MATERIALS PROVIDED –
impl VectorTrace {
    pub fn len(&self) -> usize {
        self.subtraces.len()
    }

    pub fn is_empty_sequence(&self) -> bool {
        self.subtraces.is_empty()
    }

    pub fn subtrace(&self, index: usize) -> Option<&TraceRef> {
        self.subtraces.get(index)
    }

    pub fn subtraces(&self) -> impl Iterator<Item = &TraceRef> {
        self.subtraces.iter()
    }

    /// State produced at each index
    pub fn states(&self) -> &Vector<Value> {
        &self.states
    }

    /// Number of indices whose subtrace has addressable choices
    pub fn num_nonempty(&self) -> usize {
        self.num_nonempty
    }
}

impl Trace for VectorTrace {
    fn args(&self) -> &[Value] {
        &self.args
    }

    fn retval(&self) -> &Value {
        &self.retval
    }

    fn score(&self) -> f64 {
        self.score
    }

    fn noise(&self) -> f64 {
        self.noise
    }

    fn choices(&self) -> ChoiceMap {
        let mut map = ChoiceMap::new();
        for (i, sub) in self.subtraces.iter().enumerate() {
            map.insert_submap(Key::Index(i), sub.choices());
        }
        map
    }

    fn project(&self, selection: &AddressSet) -> f64 {
        self.subtraces
            .iter()
            .enumerate()
            .map(|(i, sub)| sub.project(&selection.get_key(&Key::Index(i))))
            .sum()
    }

    fn is_empty(&self) -> bool {
        self.num_nonempty == 0
    }

    fn kind(&self) -> &'static str {
        "VectorTrace"
    }

    fn as_any(&self) -> &dyn Any {
        self
    }
}

/// Arguments of an unfold call, split into their roles
struct UnfoldArgs<'a> {
    len: usize,
    init: &'a Value,
    params: &'a [Value],
}

impl<'a> UnfoldArgs<'a> {
    fn parse(args: &'a [Value]) -> GenResult<Self> {
        match args {
            [len, init, params @ ..] => Ok(Self {
                len: len.as_usize()?,
                init,
                params,
            }),
            _ => Err(GenError::ArgumentCount {
                expected: 2,
                found: args.len(),
            }),
        }
    }

    fn kernel_args(&self, index: usize, state: Value) -> Vec<Value> {
        let mut args = Vec::with_capacity(self.params.len() + 2);
        args.push(Value::Usize(index));
        args.push(state);
        args.extend(self.params.iter().cloned());
        args
    }
}

/// What a revision does at each retained or appended index
#[derive(Clone, Copy)]
enum Revision<'a> {
    Update(&'a ChoiceMap),
    Regenerate(&'a AddressSet),
    Extend(&'a ChoiceMap),
}

/// Sequential combinator over a kernel generative function
#[derive(Clone, Debug)]
pub struct Unfold {
    id: FnId,
    name: String,
    kernel: GenFnRef,
    config: EngineConfig,
}
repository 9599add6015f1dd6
//! # fugue-gen
//!
//! Trace execution and incremental recomputation for generative functions.
//!
//! A generative function makes random choices at hierarchical addresses and
//! records them in an execution trace together with their log-density and the
//! function's return value. The engine produces traces under partial
//! constraints, and repairs existing traces when arguments change, when new
//! constraints arrive, or when selected choices are resampled. Only the parts
//! of a trace that can be affected are re-executed; everything else is shared
//! with the previous trace.
//!
//! ## Core Concepts
//!
//! - **Choice maps and selections**: hierarchical constraints ([`ChoiceMap`]) and
//!   address sets ([`AddressSet`]) keyed by [`Address`]
//! - **Protocol**: `generate`, `update`, `regenerate`, `extend` and `assess` on
//!   every [`GenerativeFunction`], with importance weights that keep
//!   `score` and `noise` consistent across revisions
//! - **Two modeling styles**: closures traced at run time ([`DynamicFn`]) and
//!   fixed node graphs ([`StaticFn`]) that either interpret or run closures
//!   compiled per constraint schema
//! - **Combinators**: [`Unfold`] for state-space sequences and [`Hidden`] for
//!   untraced randomness
//!
//! ## Quick Start
//!
//! ```rust,ignore
//! use fugue_gen::prelude::*;
//! use rand::SeedableRng;
//!
//! let mut rng = rand::rngs::StdRng::seed_from_u64(42);
//!
//! let model = DynamicFn::new("model", |t: &mut dyn Tracer, _args: &[Value]| {
//!     let mu = t.choice(&Normal, &[0.0.into(), 1.0.into()], "mu")?;
//!     t.choice(&Normal, &[mu, 0.5.into()], "x")
//! });
//!
//! let observed = ChoiceMap::new().with_value(addr!("x"), 1.2)?;
//! let (trace, weight) = model.generate(&[], &observed, &mut rng)?;
//!
//! let moved = model.regenerate(
//!     &trace,
//!     &[],
//!     &[],
//!     &AddressSet::new().with(addr!("mu")),
//!     &mut rng,
//! )?;
//! ```
//!
//! [`ChoiceMap`]: choices::ChoiceMap
//! [`AddressSet`]: choices::AddressSet
//! [`Address`]: address::Address
//! [`GenerativeFunction`]: gen_fn::GenerativeFunction
//! [`DynamicFn`]: dynamic::DynamicFn
//! [`StaticFn`]: static_ir::StaticFn
//! [`Unfold`]: combinators::Unfold
//! [`Hidden`]: combinators::Hidden

pub mod address;
pub mod batch;
pub mod choices;
pub mod combinators;
pub mod config;
pub mod diff;
pub mod distributions;
pub mod dynamic;
pub mod error;
pub mod gen_fn;
pub mod params;
pub mod static_ir;
pub mod trace;
pub mod value;

/// Prelude module for convenient imports
pub mod prelude {
    pub use crate::addr;
    pub use crate::address::{Address, Key};
    pub use crate::batch::{simulate_batch, update_batch};
    pub use crate::choices::prelude::*;
    pub use crate::combinators::prelude::*;
    pub use crate::config::*;
    pub use crate::diff::{Diff, Diffed, SequenceDiff};
    pub use crate::distributions::{
        bernoulli, exponential, normal, uniform, Bernoulli, DistRef, Distribution, Exponential,
        Normal, Uniform,
    };
    pub use crate::dynamic::prelude::*;
    pub use crate::error::*;
    pub use crate::gen_fn::{same_fn, FnId, GenFnRef, GenerativeFunction};
    pub use crate::params::{InMemoryParamStore, ParamStore};
    pub use crate::static_ir::prelude::*;
    pub use crate::trace::{
        same_trace, ExtendOutcome, Proposal, RegenerateOutcome, Trace, TraceRef, UpdateOutcome,
    };
    pub use crate::value::Value;
}
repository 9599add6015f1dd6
//! Traces of dynamic functions

use std::any::Any;

use im::OrdMap;

use crate::address::Address;
use crate::choices::{AddressSet, ChoiceMap};
use crate::error::AddressKind;
use crate::gen_fn::{FnId, GenFnRef};
use crate::trace::{Trace, TraceRef};
use crate::value::Value;

/// What an execution recorded at one address
#[derive(Clone, Debug)]
pub enum Record {
    Choice { value: Value, score: f64 },
    Call { callee: GenFnRef, trace: TraceRef },
}

impl Record {
    /// Log-density the record contributes to the trace score
    pub fn score(&self) -> f64 {
        match self {
            Self::Choice { score, .. } => *score,
            Self::Call { trace, .. } => trace.score(),
        }
    }

    pub fn noise(&self) -> f64 {
        match self {
            Self::Choice { .. } => 0.0,
            Self::Call { trace, .. } => trace.noise(),
        }
    }

    pub fn kind(&self) -> AddressKind {
        match self {
            Self::Choice { .. } => AddressKind::Value,
            Self::Call { .. } => AddressKind::Submap,
        }
    }

    /// True if the record holds at least one addressable choice
    pub fn is_nonempty(&self) -> bool {
        match self {
            Self::Choice { .. } => true,
            Self::Call { trace, .. } => !trace.is_empty(),
        }
    }
}

/// Trace of a [`DynamicFn`](super::DynamicFn) execution.
///
/// Records are keyed by address for lookup and also kept in execution order,
/// so sums over the trace accumulate in the same order as the execution did.
#[derive(Clone, Debug)]
pub struct DynamicTrace {
    pub(crate) fn_id: FnId,
    pub(crate) args: Vec<Value>,
    pub(crate) retval: Value,
    pub(crate) score: f64,
    pub(crate) noise: f64,
    pub(crate) records: OrdMap<Address, Record>,
    pub(crate) order: Vec<Address>,
    pub(crate) num_nonempty: usize,
}

impl DynamicTrace {
    /// Record at exactly `addr`
    pub fn record(&self, addr: &Address) -> Option<&Record> {
        self.records.get(addr)
    }

    /// Records in execution order
    pub fn records(&self) -> impl Iterator<Item = (&Address, &Record)> {
        self.order
            .iter()
            .filter_map(move |addr| self.records.get(addr).map(|record| (addr, record)))
    }

    /// Value of the choice at `addr`
    pub fn choice(&self, addr: &Address) -> Option<&Value> {
        match self.records.get(addr) {
            Some(Record::Choice { value, .. }) => Some(value),
            _ => None,
        }
    }

    /// Sub-trace of the call at `addr`
    pub fn call(&self, addr: &Address) -> Option<&TraceRef> {
        match self.records.get(addr) {
            Some(Record::Call { trace, .. }) => Some(trace),
            _ => None,
        }
    }

    /// True if a record sits at `addr` or at one of its prefixes
    pub fn covers(&self, addr: &Address) -> bool {
        let keys = addr.keys();
        (1..=keys.len()).any(|n| {
            Address::from_keys(keys[..n].to_vec())
                .is_some_and(|prefix| self.records.contains_key(&prefix))
        })
    }

    pub fn len(&self) -> usize {
        self.order.len()
    }
}

impl Trace for DynamicTrace {
    fn args(&self) -> &[Value] {
        &self.args
    }

    fn retval(&self) -> &Value {
        &self.retval
    }

    fn score(&self) -> f64 {
        self.score
    }

    fn noise(&self) -> f64 {
        self.noise
    }

    fn choices(&self) -> ChoiceMap {
        let mut map = ChoiceMap::new();
        for (addr, record) in self.records() {
            // records never overlap, so neither insert can hit the other kind
            let placed = match record {
                Record::Choice { value, .. } => map.set_value(addr, value.clone()),
                Record::Call { trace, .. } => map.set_submap(addr, trace.choices()),
            };
            debug_assert!(placed.is_ok(), "overlapping records at {}", addr);
        }
        map
    }

    fn project(&self, selection: &AddressSet) -> f64 {
        let mut total = 0.0;
        for (addr, record) in self.records() {
            match record {
                Record::Choice { score, .. } => {
                    if selection.has_leaf(addr) {
                        total += score;
                    }
                }
                Record::Call { trace, .. } => total += trace.project(&selection.get_internal(addr)),
            }
        }
        total
    }

    fn is_empty(&self) -> bool {
        self.num_nonempty == 0
    }

    fn kind(&self) -> &'static str {
        "DynamicTrace"
    }

    fn as_any(&self) -> &dyn Any {
        self
    }
}
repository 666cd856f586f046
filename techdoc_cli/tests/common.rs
use std::path::Path;

use assert_cmd::Command;

pub fn techdoc_cmd() -> Command {
	let mut cmd =
		Command::cargo_bin("techdoc").unwrap_or_else(|e| panic!("techdoc binary missing: {e}"));
	cmd.env("NO_COLOR", "1");
	cmd.env_remove("RUST_LOG");
	cmd
}

/// Write `content` to `root/relative`, creating parent directories.
pub fn write(root: &Path, relative: &str, content: &str) -> std::io::Result<()> {
	let path = root.join(relative);
	if let Some(parent) = path.parent() {
		std::fs::create_dir_all(parent)?;
	}
	std::fs::write(path, content)
}
use std::path::PathBuf;
use std::time::Duration;

use notify::Event;
use notify::EventKind;
use notify::RecommendedWatcher;
use notify::RecursiveMode;
use notify::Watcher;
use tokio::sync::mpsc;

use crate::TechDocResult;
use crate::project::Project;

/// Changed paths delivered by the filesystem watcher.
///
/// The notify watcher runs on its own thread and forwards every created or
/// modified path into a channel; [`WatchEvents::next_batch`] turns bursts of
/// events into one list of distinct paths.
pub struct WatchEvents {
	rx: mpsc::UnboundedReceiver<PathBuf>,
	debounce: Duration,
	_watcher: RecommendedWatcher,
}

impl std::fmt::Debug for WatchEvents {
	fn fmt(&self, f: &mut std::fmt::Formatter<'_>) -> std::fmt::Result {
		f.debug_struct("WatchEvents")
			.field("debounce", &self.debounce)
			.finish_non_exhaustive()
	}
}

impl WatchEvents {
	/// Wait for the next change, then keep collecting until no event has
	/// arrived for the debounce period. Returns `None` once the watcher is
	/// gone.
	pub async fn next_batch(&mut self) -> Option<Vec<PathBuf>> {
		let first = self.rx.recv().await?;
		let mut paths = vec![first];

		while let Ok(Some(path)) = tokio::time::timeout(self.debounce, self.rx.recv()).await {
			if !paths.contains(&path) {
				paths.push(path);
			}
		}

		tracing::debug!(paths = paths.len(), "debounced watch events");
		Some(paths)
	}
}

/// Subscribe recursively to every producer and consumer directory of the
/// project.
pub fn watch_project(project: &Project) -> TechDocResult<WatchEvents> {
	let (tx, rx) = mpsc::unbounded_channel();

	let mut watcher = notify::recommended_watcher(move |res: Result<Event, notify::Error>| {
		match res {
			Ok(event) => {
				if !matches!(event.kind, EventKind::Modify(_) | EventKind::Create(_)) {
					return;
				}
				for path in event.paths {
					let _ = tx.send(path);
				}
			}
			Err(e) => tracing::error!("file watch error: {e}"),
		}
	})?;

	let producer_dirs = project.producer_dirs();
	let consumer_dirs = project.consumer_dirs();
	for dir in producer_dirs.iter().chain(&consumer_dirs) {
		if !dir.is_dir() {
			tracing::warn!(dir = %dir.display(), "not watching missing directory");
			continue;
		}
		watcher.watch(dir, RecursiveMode::Recursive)?;
		tracing::debug!(dir = %dir.display(), "watching");
	}

	Ok(WatchEvents {
		rx,
		debounce: Duration::from_millis(project.config().debounce_ms),
		_watcher: watcher,
	})
}
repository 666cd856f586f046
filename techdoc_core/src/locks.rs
use std::collections::HashMap;
use std::future::Future;
use std::path::Path;
use std::path::PathBuf;
use std::sync::Arc;

use parking_lot::Mutex;

/// One async lock per consumer file.
///
/// Locks are created the first time a path is seen and live as long as the
/// registry. Waiters on the same path are served in FIFO order; different
/// paths never block each other.
#[derive(Debug, Default)]
pub struct LockRegistry {
	locks: Mutex<HashMap<PathBuf, Arc<tokio::sync::Mutex<()>>>>,
}

impl LockRegistry {
	pub fn new() -> Self {
		Self::default()
	}

	/// Run `operation` once no other operation holds `path`.
	///
	/// The lock is released when `operation` finishes, whether it succeeded
	/// or not, so a failed render never blocks later ones.
	pub async fn with_exclusive_access<F, Fut, T>(&self, path: &Path, operation: F) -> T
	where
		F: FnOnce() -> Fut,
		Fut: Future<Output = T>,
	{
		let lock = self.lock_for(path);
		let _guard = lock.lock().await;
		operation().await
	}

	/// Number of paths that have been locked at least once.
	pub fn len(&self) -> usize {
		self.locks.lock().len()
	}

	pub fn is_empty(&self) -> bool {
		self.locks.lock().is_empty()
	}

	fn lock_for(&self, path: &Path) -> Arc<tokio::sync::Mutex<()>> {
		self.locks
			.lock()
			.entry(path.to_path_buf())
			.or_default()
			.clone()
	}
}
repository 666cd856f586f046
use std::path::PathBuf;

use clap::Parser;
use clap::Subcommand;
use clap::ValueEnum;

#[derive(Parser)]
#[command(
	author,
	version,
	about = "Keep documentation snippets in sync with the code samples they come from.",
	long_about = "techdoc watches a directory of code samples and a directory of markdown \
	              documentation.\n\nSamples mark fragments with `//tech-doc: <name>` comments. \
	              Markdown pages reference them with `<!-- file://<sample> snippet:<name> -->` \
	              and captured program output with `<!-- output://<capture>.txt -->`. Whenever a \
	              sample changes, every page referencing one of its fragments is re-rendered.\n\n\
	              Quick start:\n  techdoc watch  Sync everything, then keep watching\n  techdoc \
	              list   Show which pages reference which fragments"
)]
pub struct TechDocCli {
	#[command(subcommand)]
	pub command: Option<Commands>,

	/// Path to the project root directory.
	#[arg(long, short, global = true)]
	pub path: Option<PathBuf>,

	/// Enable debug logging.
	#[arg(long, short, global = true, default_value_t = false)]
	pub verbose: bool,

	/// Disable colored output.
	#[arg(long, global = true, default_value_t = false)]
	pub no_color: bool,
}

#[derive(Subcommand)]
pub enum Commands {
	/// Sync every page once, then watch for changes.
	///
	/// Registers every markdown page below the consumer directories and every
	/// sample below the producer directories, re-renders the pages that
	/// reference a known fragment and keeps running. Saving a sample
	/// re-renders its dependent pages. Saving a page only refreshes which
	/// fragments it depends on. This is the default command.
	Watch,
	/// List every referenced fragment and the pages that depend on it.
	///
	/// Scans the project without writing anything. References to fragments
	/// that no sample defines yet are marked as pending.
	List {
		/// Output format. Use `text` for human-readable output or `json` for
		/// programmatic consumption.
		#[arg(long, value_enum, default_value_t = OutputFormat::Text)]
		format: OutputFormat,
	},
}

#[derive(Debug, Clone, Copy, ValueEnum)]
pub enum OutputFormat {
	/// Human-readable text output with colors and formatting.
	Text,
	/// JSON output for programmatic consumption.
	Json,
}
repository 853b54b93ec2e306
use axum::extract::Path;
use axum::extract::State;
use axum::http::StatusCode;
use serde::Deserialize;

use super::ApiError;
use super::ApiSuccess;
use super::JsonBody;
use crate::domain::organisation::errors::OrganisationError;
use crate::domain::organisation::models::OrganisationId;
use crate::domain::organisation::ports::OrganisationServicePort;
use crate::domain::user::models::UserId;
use crate::inbound::http::middleware::AuthenticatedUser;
use crate::inbound::http::router::AppState;

pub async fn add_member(
    State(state): State<AppState>,
    caller: AuthenticatedUser,
    Path(org_id): Path<String>,
    JsonBody(body): JsonBody<AddMemberRequest>,
) -> Result<ApiSuccess<()>, ApiError> {
    let org_id = OrganisationId::from_string(&org_id).map_err(OrganisationError::from)?;

    if body.user_id.trim().is_empty() {
        return Err(ApiError::UnprocessableEntity("userId is required".to_string()));
    }
    let user_id = UserId::from_string(body.user_id.trim())
        .map_err(|_| ApiError::NotFound("User not found".to_string()))?;

    state
        .organisation_service
        .add_member(&org_id, &user_id)
        .await?;

    tracing::debug!(
        organisation_id = %org_id,
        added_by = %caller.user_id,
        "Membership request handled"
    );

    Ok(ApiSuccess::without_data(
        StatusCode::OK,
        "User added to organisation successfully",
    ))
}

#[derive(Debug, Clone, Default, PartialEq, Eq, Deserialize)]
#[serde(rename_all = "camelCase", default)]
pub struct AddMemberRequest {
    user_id: String,
}
use async_trait::async_trait;

use crate::domain::organisation::errors::OrganisationError;
use crate::domain::organisation::models::CreateOrganisationCommand;
use crate::domain::organisation::models::Organisation;
use crate::domain::organisation::models::OrganisationId;
use crate::domain::user::models::UserId;

/// Port for organisation domain service operations.
#[async_trait]
pub trait OrganisationServicePort: Send + Sync + 'static {
    /// Create an organisation with the caller as its first member.
    ///
    /// # Errors
    /// * `UserNotFound` - Creator no longer exists
    /// * `DatabaseError` - Database operation failed
    async fn create_organisation(
        &self,
        creator: &UserId,
        command: CreateOrganisationCommand,
    ) -> Result<Organisation, OrganisationError>;

    /// Retrieve organisation by identifier.
    ///
    /// # Errors
    /// * `NotFound` - Organisation does not exist
    async fn get_organisation(&self, id: &OrganisationId)
        -> Result<Organisation, OrganisationError>;

    /// List organisations the user is a member of.
    async fn list_organisations(&self, user_id: &UserId)
        -> Result<Vec<Organisation>, OrganisationError>;

    /// Add a user to an organisation. Adding an existing member is a no-op.
    ///
    /// # Errors
    /// * `NotFound` - Organisation does not exist
    /// * `UserNotFound` - User does not exist
    async fn add_member(
        &self,
        organisation_id: &OrganisationId,
        user_id: &UserId,
    ) -> Result<(), OrganisationError>;
}

/// Persistence operations for organisation aggregate and its membership.
#[async_trait]
pub trait OrganisationRepository: Send + Sync + 'static {
    /// Persist an organisation and its creator's membership atomically.
    ///
    /// # Errors
    /// * `OrganisationIdAlreadyExists` - Identifier is already taken
    /// * `UserNotFound` - Creator does not exist
    /// * `DatabaseError` - Database operation failed
    async fn create(
        &self,
        organisation: Organisation,
        creator: &UserId,
    ) -> Result<Organisation, OrganisationError>;

    /// Retrieve organisation by identifier.
    async fn find_by_id(
        &self,
        id: &OrganisationId,
    ) -> Result<Option<Organisation>, OrganisationError>;

    /// Retrieve organisations a user belongs to, newest first.
    async fn find_by_member(&self, user_id: &UserId)
        -> Result<Vec<Organisation>, OrganisationError>;

    /// Record membership. Idempotent.
    ///
    /// # Errors
    /// * `NotFound` - Organisation does not exist
    /// * `UserNotFound` - User does not exist
    /// * `DatabaseError` - Database operation failed
    async fn add_member(
        &self,
        organisation_id: &OrganisationId,
        user_id: &UserId,
    ) -> Result<(), OrganisationError>;
}
use axum::extract::Path;
use axum::extract::State;
use axum::http::StatusCode;

use super::ApiError;
use super::ApiSuccess;
use super::OrganisationData;
use crate::domain::organisation::errors::OrganisationError;
use crate::domain::organisation::models::OrganisationId;
use crate::domain::organisation::ports::OrganisationServicePort;
use crate::inbound::http::router::AppState;

pub async fn get_organisation(
    State(state): State<AppState>,
    Path(org_id): Path<String>,
) -> Result<ApiSuccess<OrganisationData>, ApiError> {
    let org_id = OrganisationId::from_string(&org_id).map_err(OrganisationError::from)?;

    state
        .organisation_service
        .get_organisation(&org_id)
        .await
        .map_err(ApiError::from)
        .map(|ref organisation| {
            ApiSuccess::new(StatusCode::OK, "Organisation found", organisation.into())
        })
}
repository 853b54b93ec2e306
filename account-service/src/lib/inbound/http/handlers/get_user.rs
use axum::extract::Path;
use axum::extract::State;
use axum::http::StatusCode;

use super::ApiError;
use super::ApiSuccess;
use super::UserData;
use crate::domain::user::models::UserId;
use crate::domain::user::ports::UserServicePort;
use crate::inbound::http::router::AppState;
use crate::user::errors::UserError;

pub async fn get_user(
    State(state): State<AppState>,
    Path(user_id): Path<String>,
) -> Result<ApiSuccess<UserData>, ApiError> {
    // A malformed id can never match a user
    let user_id = UserId::from_string(&user_id).map_err(UserError::from)?;

    state
        .user_service
        .get_user(&user_id)
        .await
        .map_err(ApiError::from)
        .map(|ref user| ApiSuccess::new(StatusCode::OK, "User found", user.into()))
}
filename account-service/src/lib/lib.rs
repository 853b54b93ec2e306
pub mod config;
pub mod domain;
pub mod inbound;
pub mod outbound;

pub use domain::organisation;
pub use domain::user;
pub use outbound::repositories;
use std::sync::Arc;

use async_trait::async_trait;
use chrono::Utc;

use crate::domain::organisation::errors::OrganisationError;
use crate::domain::organisation::models::CreateOrganisationCommand;
use crate::domain::organisation::models::Organisation;
use crate::domain::organisation::models::OrganisationId;
use crate::domain::organisation::ports::OrganisationRepository;
use crate::domain::organisation::ports::OrganisationServicePort;
use crate::domain::user::models::UserId;
use crate::domain::user::ports::UserRepository;

/// Domain service implementation for organisation operations.
pub struct OrganisationService<OR, UR>
where
    OR: OrganisationRepository,
    UR: UserRepository,
{
    repository: Arc<OR>,
    user_repository: Arc<UR>,
}

impl<OR, UR> OrganisationService<OR, UR>
where
    OR: OrganisationRepository,
    UR: UserRepository,
{
    /// Create a new organisation service with injected dependencies.
    ///
    /// # Arguments
    /// * `repository` - Organisation persistence implementation
    /// * `user_repository` - User lookups for membership checks
    pub fn new(repository: Arc<OR>, user_repository: Arc<UR>) -> Self {
        Self {
            repository,
            user_repository,
        }
    }

    async fn ensure_user_exists(&self, user_id: &UserId) -> Result<(), OrganisationError> {
        match self.user_repository.find_by_id(user_id).await? {
            Some(_) => Ok(()),
            None => Err(OrganisationError::UserNotFound(*user_id)),
        }
    }
}

#[async_trait]
impl<OR, UR> OrganisationServicePort for OrganisationService<OR, UR>
where
    OR: OrganisationRepository,
    UR: UserRepository,
{
    async fn create_organisation(
        &self,
        creator: &UserId,
        command: CreateOrganisationCommand,
    ) -> Result<Organisation, OrganisationError> {
        self.ensure_user_exists(creator).await?;

        let organisation = Organisation {
            id: OrganisationId::new(),
            name: command.name,
            description: command.description.unwrap_or_default(),
            created_at: Utc::now(),
        };

        let created = self.repository.create(organisation, creator).await?;

        tracing::info!(
            organisation_id = %created.id,
            creator = %creator,
            "Organisation created"
        );

        Ok(created)
    }

    async fn get_organisation(
        &self,
        id: &OrganisationId,
    ) -> Result<Organisation, OrganisationError> {
        self.repository
            .find_by_id(id)
            .await?
            .ok_or(OrganisationError::NotFound(*id))
    }

    async fn list_organisations(
        &self,
        user_id: &UserId,
    ) -> Result<Vec<Organisation>, OrganisationError> {
        self.repository.find_by_member(user_id).await
    }

    async fn add_member(
        &self,
        organisation_id: &OrganisationId,
        user_id: &UserId,
    ) -> Result<(), OrganisationError> {
        if self.repository.find_by_id(organisation_id).await?.is_none() {
            return Err(OrganisationError::NotFound(*organisation_id));
        }

        self.ensure_user_exists(user_id).await?;

        self.repository.add_member(organisation_id, user_id).await?;

        tracing::info!(
            organisation_id = %organisation_id,
            user_id = %user_id,
            "Member added to organisation"
        );

        Ok(())
    }
}
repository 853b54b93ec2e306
pub mod http;
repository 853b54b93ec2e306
use async_trait::async_trait;
use sqlx::postgres::PgRow;
use sqlx::PgPool;
use sqlx::Row;

use crate::domain::user::models::EmailAddress;
use crate::domain::user::models::PersonName;
use crate::domain::user::models::Phone;
use crate::domain::user::models::User;
use crate::domain::user::models::UserId;
use crate::domain::user::ports::UserRepository;
use crate::user::errors::UserError;

pub struct PostgresUserRepository {
    pool: PgPool,
}

impl PostgresUserRepository {
    pub fn new(pool: PgPool) -> Self {
        Self { pool }
    }

    fn row_to_user(row: PgRow) -> Result<User, UserError> {
        Ok(User {
            id: UserId(row.get("user_id")),
            first_name: PersonName::new("firstName", row.get("first_name"))?,
            last_name: PersonName::new("lastName", row.get("last_name"))?,
            email: EmailAddress::new(row.get("email"))?,
            password_hash: row.get("password_hash"),
            phone: row
                .get::<Option<String>, _>("phone")
                .map(Phone::new)
                .transpose()?,
            created_at: row.get("created_at"),
        })
    }
}

#[async_trait]
impl UserRepository for PostgresUserRepository {
    async fn create(&self, user: User) -> Result<User, UserError> {
        sqlx::query(
            r#"
            INSERT INTO users (user_id, first_name, last_name, email, password_hash, phone, created_at)
            VALUES ($1, $2, $3, $4, $5, $6, $7)
            "#,
        )
        .bind(user.id.0)
        .bind(user.first_name.as_str())
        .bind(user.last_name.as_str())
        .bind(user.email.as_str())
        .bind(&user.password_hash)
        .bind(user.phone.as_ref().map(Phone::as_str))
        .bind(user.created_at)
        .execute(&self.pool)
        .await
        .map_err(|e| {
            if let Some(db_err) = e.as_database_error() {
                if db_err.is_unique_violation() {
                    if db_err.constraint() == Some("users_email_key") {
                        return UserError::EmailAlreadyExists(user.email.to_string());
                    }
                    if db_err.constraint() == Some("users_user_id_key") {
                        return UserError::UserIdAlreadyExists(user.id.to_string());
                    }
                }
            }
            UserError::DatabaseError(e.to_string())
        })?;

        Ok(user)
    }

    async fn find_by_id(&self, id: &UserId) -> Result<Option<User>, UserError> {
        let row = sqlx::query(
            r#"
            SELECT user_id, first_name, last_name, email, password_hash, phone, created_at
            FROM users
            WHERE user_id = $1
            "#,
        )
        .bind(id.0)
        .fetch_optional(&self.pool)
        .await
        .map_err(|e| UserError::DatabaseError(e.to_string()))?;

        row.map(Self::row_to_user).transpose()
    }

    async fn find_by_email(&self, email: &EmailAddress) -> Result<Option<User>, UserError> {
        let row = sqlx::query(
            r#"
            SELECT user_id, first_name, last_name, email, password_hash, phone, created_at
            FROM users
            WHERE email = $1
            "#,
        )
        .bind(email.as_str())
        .fetch_optional(&self.pool)
        .await
        .map_err(|e| UserError::DatabaseError(e.to_string()))?;

        row.map(Self::row_to_user).transpose()
    }
}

YOUR OBJECTIVE –
Return, in full, every line of these entries that holds "short".

RESPONSE TO THIS EXERCISE –
	#[arg(long, short, global = true)]
	#[arg(long, short, global = true, default_value_t = false)]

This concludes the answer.